The Hunger Games cycle comes to an end in apocalyptic fashion in Mockingjay – Part 2. This is by far the darkest, most violent entry in the series, but also the best. At times, it plays more like a full-blown war movie than an adolescent adventure picture. Instead of Big Brother-style games, the last challenge for the Joan of Arc-like heroine Katniss (again played with tremendous fiery gumption by Jennifer Lawrence) is to topple the great dictator, President Snow (Donald Sutherland) himself.
Snow has been one of the best things about the series, a bearded, sleekly purring Machiavellian determined to hold on to power by any means. He is the most urbane of despots, forever sniffing at the white roses he so cherishes, and always scrupulously polite, even when shedding blood by the bucketload.
As ever, production and costume design are all over the place. Snow’s helmeted henchmen look as if they are on leave from Star Wars. There are Orwellian elements, moments that play like scenes from Second World War resistance movies, traces of Robin Hood and some very gruesome sequences involving succubus-like bogeymen in the sewers that would normally belong in a horror picture.
The new film starts with a traumatised Katniss with her neck in a brace and barely able to speak. To compound her misery, her beloved Peeta (Josh Hutcherson), who has been tortured and brainwashed by Snow, thinks she is a monster. She is not sure that he is far wrong.
Together with Gale (Liam Hemsworth), Finnick (Sam Claflin) and some others, Katniss ventures to the Capitol. She is supposed to be part of the propaganda drive by the rebels as they seek to liberate the citizens of Panem, but her real intention is to make Snow pay in person for all the suffering she has endured.

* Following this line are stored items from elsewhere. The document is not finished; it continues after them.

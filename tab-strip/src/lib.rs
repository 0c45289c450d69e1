//! A horizontally scrolling tab strip with an animated selection indicator.
//!
//! The crate is renderer agnostic. A host gives it a container width and a
//! [`TextMeasurer`], forwards frame ticks, taps and pager callbacks, and
//! paints the [`DrawCommand`] list it gets back.
//!
//! # Sizing
//!
//! Tabs are sized by a [`TabMode`]:
//!
//! - [`TabMode::Fixed`] gives every tab the same width, filling the strip or
//!   centered at the widest tab's width ([`TabGravity`]).
//! - [`TabMode::Scrollable`] keeps content widths and scrolls the row when
//!   it overflows.
//! - [`TabMode::Auto`] fills the strip when every tab fits and scrolls
//!   otherwise.
//!
//! # Indicator
//!
//! The indicator follows pager drags continuously and animates between tabs
//! on discrete selections, with a [`IndicatorAnimationMode`] choosing how it
//! moves.
//!
//! # Example
//!
//! ```
//! use tab_strip::{
//!     Dp, IndicatorAnimationMode, Px, PxSize, TabMode, TabStripController, TabStripStyle,
//!     TextMeasurer,
//! };
//!
//! struct Monospace;
//!
//! impl TextMeasurer for Monospace {
//!     fn measure_text(&self, text: &str, _size: Dp, _bold: bool) -> PxSize {
//!         PxSize::new(Px(8 * text.chars().count() as i32), Px(20))
//!     }
//! }
//!
//! let style = TabStripStyle::default()
//!     .mode(TabMode::Fixed)
//!     .indicator_animation_mode(IndicatorAnimationMode::Elastic);
//! let mut strip = TabStripController::with_style(style);
//! for title in ["Inbox", "Sent", "Drafts", "Spam"] {
//!     let tab = strip.new_tab().with_text(title);
//!     strip.add_tab(tab).unwrap();
//! }
//! strip.layout(Px(400), &Monospace);
//!
//! let widths: Vec<Px> = strip.strip().views().iter().map(|v| v.frame().width).collect();
//! assert_eq!(widths, vec![Px(100); 4]);
//! ```
#![deny(missing_docs, clippy::unwrap_used)]

mod pool;

pub mod animation;
pub mod color;
pub mod controller;
pub mod dp;
pub mod error;
pub mod interpolator;
pub mod pager;
pub mod px;
pub mod sizing;
pub mod strip;
pub mod style;
pub mod tab;
pub mod tab_view;

pub use crate::{
    color::Color,
    controller::{ListenerId, SelectionVeto, TabSelectionListener, TabStripController},
    dp::{Dp, scale_factor, set_scale_factor},
    error::{Result, TabStripError},
    interpolator::{
        FadingRect, IndicatorAnimationMode, IndicatorFrame, IndicatorGravity,
        IndicatorInterpolator,
    },
    pager::{ConfigureTab, PageScrollTracker, PagerEvent, PagerSource, ScrollState, SharedPager},
    px::{Px, PxRect, PxSize},
    sizing::{SingleTabGravity, TabGravity, TabMode},
    strip::{DrawCommand, IndicatorMotion, TabStrip},
    style::{DividerGravity, DividerStyle, TabStripDefaults, TabStripStyle},
    tab::{CustomContent, LabelVisibility, StripId, Tab, TabIcon, TabKey},
    tab_view::{LabelStyle, TabItemView, TextMeasurer},
};
#[cfg(test)]
pub(crate) mod tests {
    use slotmap::SlotMap;

    use super::*;
    use crate::tab::{CustomContent, LabelVisibility, StripId, TabIcon};

    /// Monospace measurer: `advance` pixels per character at 14dp, scaled
    /// linearly with size, one extra pixel per character when bold.
    pub(crate) struct MonospaceMeasurer {
        pub advance: f32,
    }

    impl TextMeasurer for MonospaceMeasurer {
        fn measure_text(&self, text: &str, size: Dp, bold: bool) -> PxSize {
            let per_char = self.advance * (size.0 as f32 / 14.0) + if bold { 1.0 } else { 0.0 };
            let width = Px::round_from_f32(per_char * text.chars().count() as f32);
            PxSize::new(width, Px::round_from_f32(size.0 as f32 * 1.4))
        }
    }

    pub(crate) fn metrics() -> ViewMetrics {
        ViewMetrics {
            padding_start: Px(12),
            padding_end: Px(12),
            min_width: Px::ZERO,
            max_width: Px::MAX,
            icon_gap: Px(8),
            inline_label: false,
            normal: LabelStyle {
                size: Dp(14.0),
                bold: false,
            },
            selected: LabelStyle {
                size: Dp(14.0),
                bold: false,
            },
            fixed_mode: false,
            max_lines: 1,
            multi_line_size: Dp(12.0),
        }
    }

    fn key() -> TabKey {
        let mut keys: SlotMap<TabKey, ()> = SlotMap::with_key();
        keys.insert(())
    }

    fn view() -> TabItemView {
        TabItemView::new(key(), ChildWidth::Wrap, metrics().normal)
    }

    #[test]
    fn test_text_only_wrap_width() {
        let measurer = MonospaceMeasurer { advance: 8.0 };
        let tab = Tab::new(StripId::next()).with_text("Pending");
        let mut view = view();
        assert_eq!(view.measure(&tab, &metrics(), None, &measurer), Px(80));

        view.layout(PxRect::new(Px(100), Px(0), Px(120), Px(48)), &metrics());
        // 96 px of room, 56 px of text.
        assert_eq!(view.label_bounds(), Some(PxRect::new(Px(132), Px(14), Px(56), Px(20))));
        assert_eq!(view.content_width(), Px(56));
    }

    #[test]
    fn test_wrap_width_is_clamped() {
        let measurer = MonospaceMeasurer { advance: 8.0 };
        let tab = Tab::new(StripId::next()).with_text("All");
        let mut view = view();
        let mut metrics = metrics();
        metrics.min_width = Px(72);
        assert_eq!(view.measure(&tab, &metrics, None, &measurer), Px(72));
        metrics.min_width = Px::ZERO;
        metrics.max_width = Px(40);
        assert_eq!(view.measure(&tab, &metrics, None, &measurer), Px(40));
    }

    #[test]
    fn test_stacked_icon_and_label() {
        let measurer = MonospaceMeasurer { advance: 8.0 };
        let tab = Tab::new(StripId::next())
            .with_text("Photos")
            .with_icon(TabIcon::new("photo"));
        let mut view = view();
        assert_eq!(view.measure(&tab, &metrics(), None, &measurer), Px(72));
        assert!(view.is_stacked());
        assert_eq!(view.content_height(), Px(52));

        view.layout(PxRect::new(Px(0), Px(0), Px(100), Px(72)), &metrics());
        let icon = view.icon_bounds().expect("icon placed");
        let label = view.label_bounds().expect("label placed");
        assert_eq!(icon, PxRect::new(Px(38), Px(10), Px(24), Px(24)));
        assert_eq!(label, PxRect::new(Px(26), Px(42), Px(48), Px(20)));
        assert_eq!(view.content_bounds(), Some(icon.union(&label)));
    }

    #[test]
    fn test_inline_icon_and_label() {
        let measurer = MonospaceMeasurer { advance: 8.0 };
        let tab = Tab::new(StripId::next())
            .with_text("Map")
            .with_icon(TabIcon::new("map"));
        let mut metrics = metrics();
        metrics.inline_label = true;
        let mut view = view();
        // 24 icon + 8 gap + 24 text + 24 padding.
        assert_eq!(view.measure(&tab, &metrics, None, &measurer), Px(80));
        assert!(!view.is_stacked());
    }

    #[test]
    fn test_unlabeled_and_custom_content() {
        let measurer = MonospaceMeasurer { advance: 8.0 };
        let owner = StripId::next();
        let unlabeled = Tab::new(owner)
            .with_text("Map")
            .with_icon(TabIcon::new("map"))
            .with_label_visibility(LabelVisibility::Unlabeled);
        let mut view = view();
        assert_eq!(view.measure(&unlabeled, &metrics(), None, &measurer), Px(48));

        let custom = Tab::new(owner)
            .with_text("ignored")
            .with_custom_content(CustomContent::new("badge", Dp(60.0), Dp(30.0)));
        assert_eq!(view.measure(&custom, &metrics(), None, &measurer), Px(84));
        view.layout(PxRect::new(Px(0), Px(0), Px(84), Px(48)), &metrics());
        assert!(view.label_bounds().is_none());
        assert_eq!(view.custom_bounds(), Some(PxRect::new(Px(12), Px(9), Px(60), Px(30))));
    }

    #[test]
    fn test_long_label_wraps_at_multi_line_size() {
        let measurer = MonospaceMeasurer { advance: 8.0 };
        let owner = StripId::next();
        let mut metrics = metrics();
        metrics.max_lines = 2;
        let mut view = view();

        // 13 chars: 104px at 14dp, 89px at 12dp, with 60px of room.
        let tab = Tab::new(owner).with_text("Notifications");
        assert_eq!(view.measure(&tab, &metrics, Some(Px(84)), &measurer), Px(84));
        assert_eq!(view.label_lines(), 2);
        assert_eq!(view.label_text_size(), Dp(12.0));
        assert_eq!(view.content_height(), Px(34));

        // Longer labels are capped at the configured line count.
        let long = Tab::new(owner).with_text("Notifications and alerts");
        view.measure(&long, &metrics, Some(Px(84)), &measurer);
        assert_eq!(view.label_lines(), 2);

        let short = Tab::new(owner).with_text("Map");
        view.measure(&short, &metrics, Some(Px(84)), &measurer);
        assert_eq!(view.label_lines(), 1);
        assert_eq!(view.label_text_size(), Dp(14.0));
    }

    #[test]
    fn test_label_wrapping_exceptions() {
        let measurer = MonospaceMeasurer { advance: 8.0 };
        let owner = StripId::next();
        let mut metrics = metrics();
        metrics.max_lines = 2;
        metrics.max_width = Px(84);

        let with_icon = Tab::new(owner)
            .with_text("Notifications")
            .with_icon(TabIcon::new("bell"));
        let mut stacked = view();
        stacked.measure(&with_icon, &metrics, None, &measurer);
        assert_eq!(stacked.label_lines(), 1);
        assert_eq!(stacked.label_text_size(), Dp(14.0));

        // The selected label wraps but keeps its size.
        let plain = Tab::new(owner).with_text("Notifications");
        let mut selected = view();
        selected.set_selected(true);
        selected.measure(&plain, &metrics, None, &measurer);
        assert_eq!(selected.label_lines(), 2);
        assert_eq!(selected.label_text_size(), Dp(14.0));

        metrics.max_lines = 1;
        selected.measure(&plain, &metrics, None, &measurer);
        assert_eq!(selected.label_lines(), 1);
    }

    #[test]
    fn test_selected_style_switch() {
        let measurer = MonospaceMeasurer { advance: 8.0 };
        let tab = Tab::new(StripId::next()).with_text("Done");
        let mut metrics = metrics();
        metrics.selected = LabelStyle {
            size: Dp(16.0),
            bold: true,
        };
        let mut view = view();
        view.set_selected(true);
        view.measure(&tab, &metrics, None, &measurer);
        assert_eq!(view.label_style(), metrics.selected);

        view.set_selected(false);
        view.measure(&tab, &metrics, None, &measurer);
        assert_eq!(view.label_style(), metrics.normal);
    }

    #[test]
    fn test_fixed_mode_refuses_label_growth_that_overflows() {
        let measurer = MonospaceMeasurer { advance: 8.0 };
        let tab = Tab::new(StripId::next()).with_text("Pending");
        let mut metrics = metrics();
        metrics.fixed_mode = true;
        metrics.selected = LabelStyle {
            size: Dp(28.0),
            bold: true,
        };
        let mut view = view();
        view.set_selected(true);

        // 7 chars at 28dp bold = 119 px, only 96 px of room.
        view.measure(&tab, &metrics, Some(Px(120)), &measurer);
        assert_eq!(
            view.label_style(),
            LabelStyle {
                size: Dp(14.0),
                bold: true
            }
        );

        view.set_selected(false);
        view.measure(&tab, &metrics, Some(Px(120)), &measurer);
        view.set_selected(true);
        view.measure(&tab, &metrics, Some(Px(200)), &measurer);
        assert_eq!(view.label_style(), metrics.selected);
    }
}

The conceit here is that the rebels’ attempt to depose President Snow is played out on like TV and becomes a Hunger Games-like event in its own right – “mandatory viewing” for the citizens of Penem. The city has been booby-trapped. There are “pods” on every block, mechanisms containing hidden explosives that cause buildings to come tumbling down. In one set-piece, Katniss and her renegade band are almost drowned in a river of oil.
The kitsch, self-reflexive elements so obvious in the previous instalments have been pared right down. We barely see Stanley Tucci’s grotesquely wigged gameshow host Caesar Flickerman. The flighty, fashion-obsessed chaperone Effie Trinket (Elizabeth Banks) doesn’t have much screen time either. Disconcertingly, one character who does feature fairly prominently is rebel mastermind Plutarch Heavensbee, played by the late Philip Seymour Hoffman, who died in early 2014. Also prominent is Julianne Moore’s President Alma Coin, who opposes Snow but shares his ruthlessness.
In the earlier films, Katniss was buffeted along, reacting to events over which she had no control. Now, finally, she is firmly on the front foot. Lawrence brings real depth to the character, showing her doubt as well as her courage and, late on, the explosive grief that she feels.
Mockingjay – Part 1 was anticlimactic. It was frustrating that the filmmakers felt compelled to split the third book in Suzanne Collins’ trilogy into two separate features. With Mockingjay – Part 2, Hunger Games gets the finale it deserves. This, though, is a film whose bleakness may take some younger fans of the series by surprise.